Issue No. 12 - December (2010 vol. 21)
DOI Bookmark: http://doi.ieeecomputersociety.org/10.1109/TPDS.2010.59
Jaroslaw Zola , Iowa State University, Ames
Maneesha Aluru , Iowa State University, Ames
Abhinav Sarje , Iowa State University, Ames
Srinivas Aluru , Iowa State University, Ames and Indian Institute of Technology Bombay, India
Constructing genome-wide gene regulatory networks from large-scale gene expression data is an important problem in systems biology. While several techniques have been developed, none of them is parallel, and they do not scale to the whole genome level or incorporate the largest data sets, particularly with rigorous statistical techniques.

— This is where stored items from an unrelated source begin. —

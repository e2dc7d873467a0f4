/// Coordinate sampling across a request's time range
use crate::clients::{bounded, DsoCatalogue, SsoCatalogue};
use crate::domain::{Angle, CelestialTarget, CoordinateSample, Coordinates, Request, TimeRange};
use crate::errors::{ResolveError, ResolveResult};
use crate::utils::{format_timestamp, interpolate_ra, lerp};
use chrono::{DateTime, Duration as TimeDelta, Utc};
use std::sync::Arc;
use std::time::Duration;
use tracing::debug;

pub struct EphemerisSampler {
    dso: Arc<dyn DsoCatalogue>,
    sso: Arc<dyn SsoCatalogue>,
    lookup_timeout: Duration,
    tolerance: TimeDelta,
}

impl EphemerisSampler {
    pub fn new(
        dso: Arc<dyn DsoCatalogue>,
        sso: Arc<dyn SsoCatalogue>,
        lookup_timeout: Duration,
        tolerance_seconds: u64,
    ) -> Self {
        Self {
            dso,
            sso,
            lookup_timeout,
            tolerance: TimeDelta::seconds(tolerance_seconds as i64),
        }
    }

    /// Resolve a request's target to its coordinate samples.
    ///
    /// DSO and fixed targets yield exactly one sample. SSO targets yield the
    /// catalogue's full, time-ordered sequence covering the range.
    pub async fn sample(&self, request: &Request) -> ResolveResult<Vec<CoordinateSample>> {
        let at = request.range.map_or_else(Utc::now, |r| r.start());
        match &request.target {
            CelestialTarget::Fixed { ra, dec, .. } => Ok(fixed(
                Coordinates { ra: *ra, dec: *dec },
                at,
            )),
            CelestialTarget::Dso { name } => {
                let coords =
                    bounded(self.lookup_timeout, "SIMBAD", self.dso.lookup_dso(name)).await?;
                debug!(request_id = %request.id, name = %name, "DSO resolved");
                Ok(fixed(coords, at))
            }
            CelestialTarget::Sso { name } => {
                let range = request.range.ok_or_else(|| ResolveError::SsoNotFound {
                    name: name.clone(),
                    detail: "solar-system lookup requires a time range".to_string(),
                })?;
                let samples = bounded(
                    self.lookup_timeout,
                    "Horizons",
                    self.sso.lookup_sso(name, &range),
                )
                .await?;
                debug!(request_id = %request.id, name = %name, count = samples.len(), "SSO ephemeris received");
                check_coverage(name, samples, &range, self.tolerance)
            }
        }
    }
}

/// A catalogue-fixed position is constant over the interval.
pub fn fixed(coords: Coordinates, at: DateTime<Utc>) -> Vec<CoordinateSample> {
    vec![CoordinateSample {
        timestamp: at,
        ra: coords.ra,
        dec: coords.dec,
    }]
}

/// Reject sequences that are empty, unordered, or fail to span the range.
pub fn check_coverage(
    name: &str,
    samples: Vec<CoordinateSample>,
    range: &TimeRange,
    tolerance: TimeDelta,
) -> ResolveResult<Vec<CoordinateSample>> {
    let not_found = |detail: String| ResolveError::SsoNotFound {
        name: name.to_string(),
        detail,
    };

    let (Some(first), Some(last)) = (samples.first(), samples.last()) else {
        return Err(not_found("catalogue returned no ephemeris samples".to_string()));
    };

    if let Some(pair) = samples
        .windows(2)
        .find(|pair| pair[1].timestamp <= pair[0].timestamp)
    {
        return Err(not_found(format!(
            "ephemeris samples out of order at {}",
            format_timestamp(pair[1].timestamp)
        )));
    }

    if first.timestamp > range.start() + tolerance || last.timestamp < range.stop() - tolerance {
        return Err(not_found(format!(
            "ephemeris spans {} to {}, requested {} to {}",
            format_timestamp(first.timestamp),
            format_timestamp(last.timestamp),
            format_timestamp(range.start()),
            format_timestamp(range.stop()),
        )));
    }

    Ok(samples)
}

/// Output grid `[start, stop)` at a fixed step.
pub fn time_grid(range: &TimeRange, step_seconds: u64) -> impl Iterator<Item = DateTime<Utc>> {
    let step = TimeDelta::seconds(step_seconds.max(1) as i64);
    let stop = range.stop();
    std::iter::successors(Some(range.start()), move |t| Some(*t + step))
        .take_while(move |t| *t < stop)
}

/// Linearly interpolate samples onto the given instants, lazily. Instants
/// outside the sampled span take the nearest endpoint.
pub fn resample<'a, I>(
    samples: &'a [CoordinateSample],
    instants: I,
) -> impl Iterator<Item = CoordinateSample> + 'a
where
    I: IntoIterator<Item = DateTime<Utc>>,
    I::IntoIter: 'a,
{
    let mut segment = 0;
    instants.into_iter().filter_map(move |t| {
        let first = samples.first()?;
        while segment + 1 < samples.len() && samples[segment + 1].timestamp <= t {
            segment += 1;
        }
        let a = &samples[segment];
        let (ra, dec) = match samples.get(segment + 1) {
            _ if t <= first.timestamp => (first.ra, first.dec),
            Some(b) => {
                let span = (b.timestamp - a.timestamp).num_milliseconds() as f64;
                let frac = (t - a.timestamp).num_milliseconds() as f64 / span;
                (
                    Angle::from_degrees(interpolate_ra(a.ra.degrees(), b.ra.degrees(), frac)),
                    Angle::from_degrees(lerp(a.dec.degrees(), b.dec.degrees(), frac)),
                )
            }
            None => (a.ra, a.dec),
        };
        Some(CoordinateSample {
            timestamp: t,
            ra,
            dec,
        })
    })
}

#[cfg(test)]
mod tests {
    use super::*;
    use crate::domain::{CatalogueKind, RequestId};
    use async_trait::async_trait;
    use chrono::TimeZone;

    struct Catalogue;

    #[async_trait]
    impl DsoCatalogue for Catalogue {
        async fn lookup_dso(&self, _name: &str) -> ResolveResult<Coordinates> {
            Ok(Coordinates {
                ra: Angle::from_degrees(279.23473479),
                dec: Angle::from_degrees(38.78368896),
            })
        }
    }

    #[async_trait]
    impl SsoCatalogue for Catalogue {
        async fn lookup_sso(
            &self,
            _name: &str,
            range: &TimeRange,
        ) -> ResolveResult<Vec<CoordinateSample>> {
            Ok(vec![
                sample(range.stop(), 11.0, 1.0),
                sample(range.start(), 10.0, 0.0),
            ])
        }
    }

    fn at(h: u32, m: u32, s: u32) -> DateTime<Utc> {
        Utc.with_ymd_and_hms(2021, 7, 14, h, m, s).unwrap()
    }

    fn sample(t: DateTime<Utc>, ra: f64, dec: f64) -> CoordinateSample {
        CoordinateSample {
            timestamp: t,
            ra: Angle::from_degrees(ra),
            dec: Angle::from_degrees(dec),
        }
    }

    fn range() -> TimeRange {
        TimeRange::new(at(8, 41, 0), at(9, 0, 0)).unwrap()
    }

    fn sampler() -> EphemerisSampler {
        let catalogue = Arc::new(Catalogue);
        EphemerisSampler::new(catalogue.clone(), catalogue, Duration::from_secs(1), 60)
    }

    #[tokio::test]
    async fn test_dso_yields_single_sample() {
        let request = Request {
            id: RequestId(1),
            target: CelestialTarget::named(CatalogueKind::Dso, "Vega".into()),
            range: Some(range()),
        };
        let samples = sampler().sample(&request).await.unwrap();
        assert_eq!(samples.len(), 1);
        assert_eq!(samples[0].timestamp, at(8, 41, 0));
    }

    #[tokio::test]
    async fn test_sso_rejects_unordered_catalogue_output() {
        let request = Request {
            id: RequestId(2),
            target: CelestialTarget::named(CatalogueKind::Sso, "Jupiter".into()),
            range: Some(range()),
        };
        let err = sampler().sample(&request).await.unwrap_err();
        assert!(matches!(err, ResolveError::SsoNotFound { .. }));
    }

    #[test]
    fn test_coverage_accepts_spanning_sequence() {
        let samples = vec![
            sample(at(8, 41, 0), 10.0, 0.0),
            sample(at(8, 50, 0), 10.5, 0.5),
            sample(at(9, 0, 0), 11.0, 1.0),
        ];
        let checked = check_coverage("Mars", samples, &range(), TimeDelta::seconds(60)).unwrap();
        assert!(checked.windows(2).all(|p| p[0].timestamp < p[1].timestamp));
    }

    #[test]
    fn test_coverage_rejects_short_and_empty() {
        let short = vec![
            sample(at(8, 41, 0), 10.0, 0.0),
            sample(at(8, 50, 0), 10.5, 0.5),
        ];
        assert!(check_coverage("Mars", short, &range(), TimeDelta::seconds(60)).is_err());
        assert!(check_coverage("Mars", Vec::new(), &range(), TimeDelta::seconds(60)).is_err());
    }

    #[test]
    fn test_time_grid_is_half_open() {
        let grid: Vec<_> = time_grid(&range(), 60).collect();
        assert_eq!(grid.len(), 19);
        assert_eq!(grid[0], at(8, 41, 0));
        assert_eq!(grid[18], at(8, 59, 0));
    }

    #[test]
    fn test_resample_interpolates_and_clamps() {
        let samples = vec![
            sample(at(8, 41, 0), 359.0, 0.0),
            sample(at(8, 43, 0), 1.0, 2.0),
        ];
        let out: Vec<_> = resample(&samples, [at(8, 40, 0), at(8, 42, 0), at(8, 44, 0)]).collect();
        assert_eq!(out.len(), 3);
        assert_eq!(out[0].ra.degrees(), 359.0);
        assert!(out[1].ra.degrees() < 1e-9 || (out[1].ra.degrees() - 360.0).abs() < 1e-9);
        assert!((out[1].dec.degrees() - 1.0).abs() < 1e-12);
        assert_eq!(out[2].ra.degrees(), 1.0);
        assert_eq!(resample(&[], [at(8, 40, 0)]).count(), 0);
    }
}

In this paper, we present a parallel method integrating mutual information, data processing inequality, and statistical testing to detect significant dependencies between genes, and efficiently exploit parallelism inherent in such computations. We present a new method to carry out permutation testing for assessing statistical significance of interactions, while reducing its computational complexity by a factor of \Theta (n^2), where n is the number of genes. Using both synthetic and known regulatory networks, we show that our method produces networks of quality similar to ARACNe, a widely used mutual-information-based method. We further explore the use of accelerators for gene network construction by presenting a parallelization on a cluster of IBM Cell blades. We exploit parallelization across multiple Cells, multiple cores within each Cell, and vector units within the cores to develop a high-performance implementation that effectively addresses the scaling problem. We report the first inference of a plant whole genome network by constructing a 15,222 gene network of the plant Arabidopsis thaliana from 3,137 microarray experiments in 30 minutes on a 2,048-CPU IBM Blue Gene/L, and in 2 hours and 25 minutes on a 8-node Cell blade cluster.
Parallel algorithms, biology and genetics.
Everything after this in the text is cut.